*Information provided*
Content starts

use std::process::Command;

#[test]
fn init_creates_valid_toml() {
    let dir = tempfile::tempdir().unwrap();

    let output = Command::new(env!("CARGO_BIN_EXE_concord"))
        .arg("init")
        .current_dir(dir.path())
        .output()
        .unwrap();

    assert!(output.status.success(), "concord init failed: {}", String::from_utf8_lossy(&output.stderr));

    let config_path = dir.path().join(".concord.toml");
    assert!(config_path.exists(), ".concord.toml should exist");

    let content = std::fs::read_to_string(&config_path).unwrap();
    assert!(content.contains("[llm]"));
    assert!(content.contains("[check]"));
    assert!(content.contains("[progress]"));

    // Every value is commented out, so parsing yields the defaults
    let config: concord_core::ConcordConfig = toml::from_str(&content).unwrap();
    assert_eq!(config.check, concord_core::CheckSettings::default());
    assert!(config.rules.is_empty());
}

#[test]
fn init_refuses_if_exists() {
    let dir = tempfile::tempdir().unwrap();
    std::fs::write(dir.path().join(".concord.toml"), "# existing").unwrap();

    let output = Command::new(env!("CARGO_BIN_EXE_concord"))
        .arg("init")
        .current_dir(dir.path())
        .output()
        .unwrap();

    assert!(!output.status.success());
    let content = std::fs::read_to_string(dir.path().join(".concord.toml")).unwrap();
    assert_eq!(content, "# existing");
}
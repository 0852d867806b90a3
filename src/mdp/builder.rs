//! Assembles a [`Process`] and checks it before any solver sees it.

use crate::error::{Error, Result};
use crate::mdp::{Action, ActionId, Process, State, StateId, Transition};
use approx::abs_diff_eq;
use std::collections::HashMap;

/// Slack allowed when checking that transition probabilities sum to 1.
pub const PROBABILITY_TOLERANCE: f64 = 1e-6;

/// Mutable construction stage of a [`Process`].
///
/// States are added first, then actions whose transitions refer to those
/// states. [`build`](ProcessBuilder::build) freezes the graph.
#[derive(Debug, Default)]
pub struct ProcessBuilder {
    states: Vec<State>,
    names: HashMap<String, StateId>,
}

impl ProcessBuilder {
    pub fn new() -> Self {
        Self::default()
    }

    pub fn add_state(&mut self, name: impl Into<String>) -> Result<StateId> {
        let name = name.into();
        if self.names.contains_key(&name) {
            return Err(Error::DuplicateState(name));
        }
        let id = StateId::new(self.states.len());
        self.names.insert(name.clone(), id);
        self.states.push(State::new(id, name));
        Ok(id)
    }

    /// Attaches an action to `state`.
    ///
    /// Every transition must lead to a state already added, carry a finite
    /// reward and a probability in `[0, 1]`, and the probabilities must sum
    /// to 1 within [`PROBABILITY_TOLERANCE`].
    pub fn add_action(
        &mut self,
        state: StateId,
        name: impl Into<String>,
        transitions: Vec<Transition>,
    ) -> Result<ActionId> {
        let name = name.into();
        let state_count = self.states.len();
        let owner = self
            .states
            .get_mut(state.index())
            .ok_or(Error::UnknownState(state))?;

        if owner.action_by_name(&name).is_some() {
            return Err(Error::DuplicateAction {
                state: owner.name().to_string(),
                action: name,
            });
        }
        if transitions.is_empty() {
            return Err(Error::EmptyAction {
                state: owner.name().to_string(),
                action: name,
            });
        }

        for t in &transitions {
            if t.destination().index() >= state_count {
                return Err(Error::UnknownState(t.destination()));
            }
            if !(0.0..=1.0).contains(&t.probability()) {
                return Err(Error::InvalidProbability {
                    state: owner.name().to_string(),
                    action: name,
                    probability: t.probability(),
                });
            }
            if !t.reward().is_finite() {
                return Err(Error::NonFiniteReward {
                    state: owner.name().to_string(),
                    action: name,
                    reward: t.reward(),
                });
            }
        }

        let sum: f64 = transitions.iter().map(Transition::probability).sum();
        if !abs_diff_eq!(sum, 1.0, epsilon = PROBABILITY_TOLERANCE) {
            return Err(Error::UnnormalizedDistribution {
                state: owner.name().to_string(),
                action: name,
                sum,
            });
        }

        Ok(owner.push_action(Action::new(name, transitions)))
    }

    pub fn state_count(&self) -> usize {
        self.states.len()
    }

    pub fn state_by_name(&self, name: &str) -> Option<StateId> {
        self.names.get(name).copied()
    }

    /// Freezes the graph. `reward_discount` must lie strictly between 0 and 1.
    pub fn build(self, reward_discount: f64) -> Result<Process> {
        if !(reward_discount > 0.0 && reward_discount < 1.0) {
            return Err(Error::InvalidDiscount(reward_discount));
        }
        log::debug!(
            "built process with {} states and {} actions",
            self.states.len(),
            self.states.iter().map(|s| s.actions().len()).sum::<usize>()
        );
        Ok(Process::new(self.states, self.names, reward_discount))
    }
}

#[cfg(test)]
mod tests {
    use super::*;

    fn two_states() -> (ProcessBuilder, StateId, StateId) {
        let mut builder = ProcessBuilder::new();
        let a = builder.add_state("A").unwrap();
        let b = builder.add_state("B").unwrap();
        (builder, a, b)
    }

    #[test]
    fn test_build_valid_process() {
        let (mut builder, a, b) = two_states();
        let go = builder
            .add_action(
                a,
                "go",
                vec![Transition::new(b, 0.8, 1.0), Transition::new(a, 0.2, 0.0)],
            )
            .unwrap();
        assert_eq!(go, ActionId::new(0));
        assert_eq!(builder.state_count(), 2);
        assert_eq!(builder.state_by_name("B"), Some(b));

        let process = builder.build(0.9).unwrap();
        assert_eq!(process.len(), 2);
        assert!(process.state(b).unwrap().is_terminal());
    }

    #[test]
    fn test_duplicate_names() {
        let (mut builder, a, b) = two_states();
        assert_eq!(
            builder.add_state("A").unwrap_err(),
            Error::DuplicateState("A".to_string())
        );

        builder
            .add_action(a, "go", vec![Transition::new(b, 1.0, 0.0)])
            .unwrap();
        assert!(matches!(
            builder.add_action(a, "go", vec![Transition::new(a, 1.0, 0.0)]),
            Err(Error::DuplicateAction { .. })
        ));
        // the same name in another state is fine
        assert!(builder
            .add_action(b, "go", vec![Transition::new(a, 1.0, 0.0)])
            .is_ok());
    }

    #[test]
    fn test_rejects_unnormalized_distribution() {
        let (mut builder, a, b) = two_states();
        let err = builder
            .add_action(a, "go", vec![Transition::new(b, 0.5, 10.0)])
            .unwrap_err();
        assert!(matches!(err, Error::UnnormalizedDistribution { sum, .. } if sum == 0.5));
    }

    #[test]
    fn test_accepts_rounding_drift() {
        let (mut builder, a, b) = two_states();
        let third = 1.0 / 3.0;
        assert!(builder
            .add_action(
                a,
                "split",
                vec![
                    Transition::new(a, third, 0.0),
                    Transition::new(b, third, 0.0),
                    Transition::new(b, third - 1e-9, 0.0),
                ],
            )
            .is_ok());
    }

    #[test]
    fn test_rejects_bad_transitions() {
        let (mut builder, a, b) = two_states();
        assert!(matches!(
            builder.add_action(
                a,
                "neg",
                vec![Transition::new(b, 1.5, 0.0), Transition::new(a, -0.5, 0.0)]
            ),
            Err(Error::InvalidProbability { probability, .. }) if probability == 1.5
        ));
        assert!(matches!(
            builder.add_action(a, "inf", vec![Transition::new(b, 1.0, f64::INFINITY)]),
            Err(Error::NonFiniteReward { .. })
        ));
        assert!(matches!(
            builder.add_action(a, "none", vec![]),
            Err(Error::EmptyAction { .. })
        ));
        assert_eq!(
            builder
                .add_action(a, "far", vec![Transition::new(StateId::new(5), 1.0, 0.0)])
                .unwrap_err(),
            Error::UnknownState(StateId::new(5))
        );
        assert_eq!(
            builder
                .add_action(StateId::new(5), "x", vec![Transition::new(a, 1.0, 0.0)])
                .unwrap_err(),
            Error::UnknownState(StateId::new(5))
        );
    }

    #[test]
    fn test_rejects_bad_discount() {
        for discount in [0.0, 1.0, -0.5, 1.5, f64::NAN] {
            let (builder, _, _) = two_states();
            assert!(matches!(
                builder.build(discount),
                Err(Error::InvalidDiscount(_))
            ));
        }
    }
}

Content ends

*Task instructions*
Lines of the listing above that include the string "join" should each be copied.

*Answer section*
    let config_path = dir.path().join(".concord.toml");
    std::fs::write(dir.path().join(".concord.toml"), "# existing").unwrap();
    let content = std::fs::read_to_string(dir.path().join(".concord.toml")).unwrap();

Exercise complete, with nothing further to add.